APPEAL from the ruling of the High Court.

E B Oduro for the appellant.

L Otoo  for the respondent.

LUTTERODT JA. On 5 May 1992, the plaintiff-appellant through her solicitors issued a writ against the two defendants for the following reliefs:

“(a) A declaration that plaintiff is a shareholder of the 2nd defendant company;

(b) A declaration that the purported re-distribution of shares reducing plaintiff’s shares from 500 to 100 was irregularly and fraudulently done and accordingly null and void and of no legal effect;

(c) An order setting aside the purported reduction of plaintiff’s shares in the 2nd defendant company from 500 to 100.

(d) An order for the valuation of the 2nd defendant company, for plaintiff to be paid off the value of her shares in the said company.”

On being served with the writ, the defendants caused their solicitors firstly, to enter conditional appearance on their behalf and followed it with a motion for the transfer of the suit from Cape Coast to Accra. The main ground on which the application was founded was that both defendants resided and carried on business in Accra. Additionally, it was said of the 2nd defendant that it had its registered offices in Accra. Their complaint therefore was that the action had been commenced in the wrong forum.

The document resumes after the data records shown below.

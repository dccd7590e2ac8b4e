//! Section table entries and RVA translation
//!
//! Lookups operate on a plain slice of [`SectionDescriptor`] so they can be
//! exercised against synthetic tables without a full image.

use super::bytes::read_u32;

/// Size of one `IMAGE_SECTION_HEADER` on disk
pub const SECTION_HEADER_SIZE: usize = 40;

/// Width of the fixed section name field
pub const SECTION_NAME_LEN: usize = 8;

#[derive(Debug, Clone, PartialEq, Eq)]
pub struct SectionDescriptor {
    /// Raw name field, NUL-padded but not necessarily NUL-terminated
    pub name: [u8; SECTION_NAME_LEN],
    pub virtual_size: u32,
    pub virtual_address: u32,
    pub size_of_raw_data: u32,
    pub pointer_to_raw_data: u32,
    pub characteristics: u32,
}

impl SectionDescriptor {
    pub(crate) fn parse(header: &[u8]) -> Option<Self> {
        let mut name = [0u8; SECTION_NAME_LEN];
        name.copy_from_slice(header.get(..SECTION_NAME_LEN)?);
        Some(Self {
            name,
            virtual_size: read_u32(header, 8)?,
            virtual_address: read_u32(header, 12)?,
            size_of_raw_data: read_u32(header, 16)?,
            pointer_to_raw_data: read_u32(header, 20)?,
            characteristics: read_u32(header, 36)?,
        })
    }

    /// Section name up to the first NUL, lossily decoded
    pub fn name_str(&self) -> String {
        let end = self
            .name
            .iter()
            .position(|&b| b == 0)
            .unwrap_or(SECTION_NAME_LEN);
        String::from_utf8_lossy(&self.name[..end]).into_owned()
    }

    /// Exact comparison against the full 8-byte name field.
    ///
    /// `name` is NUL-padded to the field width; names longer than the field
    /// never match.
    pub fn matches_name(&self, name: &[u8]) -> bool {
        if name.len() > SECTION_NAME_LEN {
            return false;
        }
        let mut padded = [0u8; SECTION_NAME_LEN];
        padded[..name.len()].copy_from_slice(name);
        self.name == padded
    }

    /// Whether `rva` falls in `[VirtualAddress, VirtualAddress + SizeOfRawData]`.
    ///
    /// The upper bound is inclusive. Hook addresses were derived against
    /// tooling with this behaviour, so the end address of one section
    /// resolves into this section rather than the next.
    pub fn contains_rva(&self, rva: u32) -> bool {
        let start = u64::from(self.virtual_address);
        let end = start + u64::from(self.size_of_raw_data);
        (start..=end).contains(&u64::from(rva))
    }

    pub fn rva_to_offset(&self, rva: u32) -> Option<usize> {
        if !self.contains_rva(rva) {
            return None;
        }
        let delta = rva - self.virtual_address;
        (self.pointer_to_raw_data as usize).checked_add(delta as usize)
    }

    /// End of the raw data range in the file (exclusive)
    pub fn raw_end(&self) -> u64 {
        u64::from(self.pointer_to_raw_data) + u64::from(self.size_of_raw_data)
    }
}

/// First section whose name matches exactly, in on-disk order.
pub fn find_section_by_name<'s>(
    sections: &'s [SectionDescriptor],
    name: &str,
) -> Option<&'s SectionDescriptor> {
    sections
        .iter()
        .find(|section| section.matches_name(name.as_bytes()))
}

/// File offset for `rva`, using the first section that contains it.
pub fn translate_virtual_address(sections: &[SectionDescriptor], rva: u32) -> Option<usize> {
    sections
        .iter()
        .find(|section| section.contains_rva(rva))
        .and_then(|section| section.rva_to_offset(rva))
}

The plaintiff-appellant vehemently opposed the application and deposed to the fact that contrary to the defendants’ contention, none of them either lived or carried on business in Accra. Furthermore, she alleged that the 2nd defendant’s registered offices were not in Accra. The learned trial judge nevertheless upheld the objection and ruled that the case ought to be heard in Accra. Consequently he adjourned the matter sine die and conveyed his findings to the Chief Justice to enable him effect the necessary transfer. It is against these findings that the plaintiff has appealed to this court on two grounds, which are closely allied to each other, one of them being the well-known omnibus ground, “the ruling is against the weight of evidence”.

I shall deal with the first ground of appeal which reads as follows:

“The trial judge erred in finding that the 1st defendant was resident in Accra whilst the 2nd defendant carried on its business and had its registered office in Accra in the light of the records of the Registrar-General’s department before the trial court.”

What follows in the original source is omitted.